Wahdatul Wujud#5: Menelusuri Pemahaman Via Wahdatul Syuhud

 
Wahdatul Wujud#5: Menelusuri Pemahaman Via Wahdatul Syuhud

LADUNI.ID, TASAWUF- Para ulama daalam memahami tentang wahdatul wujud melahirkan pemahaman yang beragam baik yang sesuai dengan syariat atau yang kontradiksi, tergantung dari “haisiah” (persfektif) mereka yang menafsirkan sesuai dengan tingkat keilmuan masing-masing.

Apabila telesuri lebih lanjut dalam seluruh pandangan Al-Hallaj dan para sufi lainnya, mereka tidak memaknai Wahdatul Wujud dengan pemahaman kesatuan wujud antara hamba dengan sang Khaliq sebagaimana yang dituduhkan. Interpretasi Wahdatul Wujud dengan makna pantheisme hanyalah penafsiran keliru secara filosofis atas manhaj (konsep) Al-Hallaj, Ibnu Araby, Hamzah Fanshuri dan para sufi lainnya.

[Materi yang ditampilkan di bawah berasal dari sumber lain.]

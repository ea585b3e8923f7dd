//! Job posting fetcher: downloads a posting page and reduces it to plain text lines.

use std::time::Duration;

use anyhow::Result;
use futures::StreamExt;
use reqwest::{Client, Url};
use tracing::debug;

use crate::analysis::non_empty_lines;
use crate::errors::AppError;

/// Some job boards reject unknown agents outright.
const USER_AGENT: &str = "Mozilla/5.0";
/// Upper bound on posting text forwarded to the model.
pub const MAX_JOB_CHARS: usize = 40_000;
/// Render width for html2text; wide enough that paragraphs are not re-wrapped.
const RENDER_WIDTH: usize = 1_000;
/// Bytes of posting HTML read before the rest of the body is dropped.
pub const MAX_HTML_BYTES: usize = 4 * 1024 * 1024;

/// Parses a user-supplied posting URL. Only http and https are fetched.
pub fn parse_job_url(raw: &str) -> Result<Url, AppError> {
    let raw = raw.trim();
    if raw.is_empty() {
        return Err(AppError::Validation("job_url cannot be empty".to_string()));
    }
    let url = Url::parse(raw)
        .map_err(|e| AppError::Validation(format!("job_url is not a valid URL: {e}")))?;
    match url.scheme() {
        "http" | "https" => Ok(url),
        other => Err(AppError::Validation(format!(
            "job_url must use http or https, got '{other}'"
        ))),
    }
}

/// Converts posting HTML to trimmed, non-empty text lines, capped at `MAX_JOB_CHARS`.
pub fn html_to_text(html: &str) -> String {
    let rendered = html2text::from_read(html.as_bytes(), RENDER_WIDTH);
    let text = non_empty_lines(&rendered);
    match text.char_indices().nth(MAX_JOB_CHARS) {
        Some((cut, _)) => text[..cut].to_string(),
        None => text,
    }
}

#[derive(Clone)]
pub struct JobPostingFetcher {
    client: Client,
    max_html_bytes: usize,
}

impl JobPostingFetcher {
    pub fn new(timeout: Duration) -> Result<Self> {
        Ok(Self {
            client: Client::builder()
                .user_agent(USER_AGENT)
                .timeout(timeout)
                .build()?,
            max_html_bytes: MAX_HTML_BYTES,
        })
    }

    pub fn with_max_html_bytes(mut self, limit: usize) -> Self {
        self.max_html_bytes = limit;
        self
    }

    /// Fetches the posting and returns its readable text.
    pub async fn fetch(&self, url: &Url) -> Result<String, AppError> {
        let response = self
            .client
            .get(url.clone())
            .send()
            .await
            .and_then(|r| r.error_for_status())
            .map_err(|e| AppError::JobFetch(e.to_string()))?;

        let mut body = response.bytes_stream();
        let mut html: Vec<u8> = Vec::new();
        while let Some(chunk) = body.next().await {
            let chunk = chunk.map_err(|e| AppError::JobFetch(e.to_string()))?;
            let room = self.max_html_bytes - html.len();
            if chunk.len() >= room {
                html.extend_from_slice(&chunk[..room]);
                debug!("Job posting {url} truncated at {} bytes", self.max_html_bytes);
                break;
            }
            html.extend_from_slice(&chunk);
        }

        let html_len = html.len();
        let text = tokio::task::spawn_blocking(move || html_to_text(&String::from_utf8_lossy(&html)))
            .await
            .map_err(|e| AppError::Internal(e.into()))?;
        if text.is_empty() {
            return Err(AppError::JobFetch(
                "the page contained no readable text".to_string(),
            ));
        }

        debug!(
            "Fetched job posting {} ({} bytes html, {} chars text)",
            url,
            html_len,
            text.len()
        );
        Ok(text)
    }
}

#[cfg(test)]
mod tests {
    use super::*;
    use wiremock::matchers::{header, method, path};
    use wiremock::{Mock, MockServer, ResponseTemplate};

    const POSTING_HTML: &str = r#"<!doctype html>
        <html><head><title>Careers</title></head>
        <body>
          <h1>Senior Rust Engineer</h1>

          <p>   Build low-latency trading systems.   </p>
          <ul><li>5+ years Rust</li><li>Linux internals</li></ul>
        </body></html>"#;

    #[test]
    fn test_parse_job_url_accepts_https() {
        let url = parse_job_url("  https://jobs.example.com/123?src=x ").unwrap();
        assert_eq!(url.host_str(), Some("jobs.example.com"));
    }

    #[test]
    fn test_parse_job_url_rejects_other_schemes() {
        assert!(matches!(
            parse_job_url("ftp://jobs.example.com/1"),
            Err(AppError::Validation(_))
        ));
        assert!(matches!(
            parse_job_url("file:///etc/passwd"),
            Err(AppError::Validation(_))
        ));
    }

    #[test]
    fn test_parse_job_url_rejects_garbage_and_empty() {
        assert!(matches!(parse_job_url("not a url"), Err(AppError::Validation(_))));
        assert!(matches!(parse_job_url("   "), Err(AppError::Validation(_))));
    }

    #[test]
    fn test_html_to_text_keeps_content_drops_markup() {
        let text = html_to_text(POSTING_HTML);
        assert!(text.contains("Senior Rust Engineer"));
        assert!(text.contains("Build low-latency trading systems."));
        assert!(text.contains("5+ years Rust"));
        assert!(!text.contains("<h1>"));
        assert!(text.lines().all(|l| !l.trim().is_empty() && l == l.trim()));
    }

    #[test]
    fn test_html_to_text_is_capped() {
        let html = format!("<p>{}</p>", "é".repeat(MAX_JOB_CHARS + 500));
        let text = html_to_text(&html);
        assert_eq!(text.chars().count(), MAX_JOB_CHARS);
    }

    #[tokio::test]
    async fn test_fetch_sends_browser_agent_and_returns_text() {
        let server = MockServer::start().await;
        Mock::given(method("GET"))
            .and(path("/careers/42"))
            .and(header("user-agent", USER_AGENT))
            .respond_with(
                ResponseTemplate::new(200)
                    .insert_header("content-type", "text/html; charset=utf-8")
                    .set_body_string(POSTING_HTML),
            )
            .expect(1)
            .mount(&server)
            .await;

        let fetcher = JobPostingFetcher::new(Duration::from_secs(5)).unwrap();
        let url = parse_job_url(&format!("{}/careers/42", server.uri())).unwrap();
        let text = fetcher.fetch(&url).await.unwrap();
        assert!(text.contains("Senior Rust Engineer"));
        assert!(text.contains("Linux internals"));
    }

    #[tokio::test]
    async fn test_fetch_stops_reading_at_html_limit() {
        let server = MockServer::start().await;
        let html = format!(
            "<html><body><h1>Platform Engineer</h1><p>{}</p><p>trailing-section</p></body></html>",
            "requirement ".repeat(8 * 1024)
        );
        Mock::given(method("GET"))
            .respond_with(ResponseTemplate::new(200).set_body_string(html))
            .mount(&server)
            .await;

        let fetcher = JobPostingFetcher::new(Duration::from_secs(5))
            .unwrap()
            .with_max_html_bytes(16 * 1024);
        let url = parse_job_url(&server.uri()).unwrap();
        let text = fetcher.fetch(&url).await.unwrap();
        assert!(text.contains("Platform Engineer"));
        assert!(!text.contains("trailing-section"));
    }

    #[tokio::test]
    async fn test_fetch_maps_http_error_status() {
        let server = MockServer::start().await;
        Mock::given(method("GET"))
            .respond_with(ResponseTemplate::new(404))
            .mount(&server)
            .await;

        let fetcher = JobPostingFetcher::new(Duration::from_secs(5)).unwrap();
        let url = parse_job_url(&format!("{}/gone", server.uri())).unwrap();
        let err = fetcher.fetch(&url).await.unwrap_err();
        assert!(matches!(err, AppError::JobFetch(ref msg) if msg.contains("404")));
    }

    #[tokio::test]
    async fn test_fetch_rejects_empty_page() {
        let server = MockServer::start().await;
        Mock::given(method("GET"))
            .respond_with(ResponseTemplate::new(200).set_body_string("<html><body>  </body></html>"))
            .mount(&server)
            .await;

        let fetcher = JobPostingFetcher::new(Duration::from_secs(5)).unwrap();
        let url = parse_job_url(&server.uri()).unwrap();
        assert!(matches!(
            fetcher.fetch(&url).await,
            Err(AppError::JobFetch(_))
        ));
    }
}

Seharusnya esensi Wahdatul Wujud itu para sufi dimaknai dengan Wahdatusy Syuhud (Kesatuan Penyaksian). Sebab yang manunggal itu adalah penyaksiannya, bukan Dzat-Nya dengan dzat makhluk. Ulasan  seperti diatas melahirkan dua natijah (konklusi) yang ziddain (bertolak belakang), salah dari satu sudut pandang dan benar dari perspektif lainnya.

Interpretasi mereka menolak wahdatul wujud merupakan sebuah kebenaran dengan makna hulul dan ittihad, indikasinya hulul dan ittihad adalah kesesatan yang nyata sebagai faham pantheisme.

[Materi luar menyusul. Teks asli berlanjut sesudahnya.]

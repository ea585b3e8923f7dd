use axum::Json;
use serde_json::{json, Value};

/// GET /
/// Liveness greeting for browsers and uptime checks.
pub async fn root_handler() -> Json<Value> {
    Json(json!({
        "message": "Welcome to the Resume Tailoring System API!"
    }))
}

/// GET /health
/// Returns a simple status object with service version.
pub async fn health_handler() -> Json<Value> {
    Json(json!({
        "status": "ok",
        "version": env!("CARGO_PKG_VERSION"),
        "service": "tailor-api"
    }))
}
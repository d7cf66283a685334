//! Path module - notation chains addressing positions inside trees.
//!
//! A chain like `["fields:id:3", "options", "id:a"]` addresses one
//! position; reads, writes and removals all resolve it the same way.

mod selector;
mod traverse;


pub use selector::*;
pub use traverse::*;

Tetapi kesalahan mereka adalah dari sudut memvonis sesat seluruh golongan yang berpegang pada wahdatul-wujud. Padahal kaum sufi dan ahli tasawwuf yang membicarakan tentang Wahdatul-wujud, tidak memahaminya dengan konsep yang keliru yakni dengan makna hulul dan ittihad sebagai mana mereka pahami, namun mereka ahli sufi memandang dengan kaca mata wahdatul syuhud. Kelompok dengan berpegang pada ‘wahdatul-wujud” dengan makna hulul dan ittihad.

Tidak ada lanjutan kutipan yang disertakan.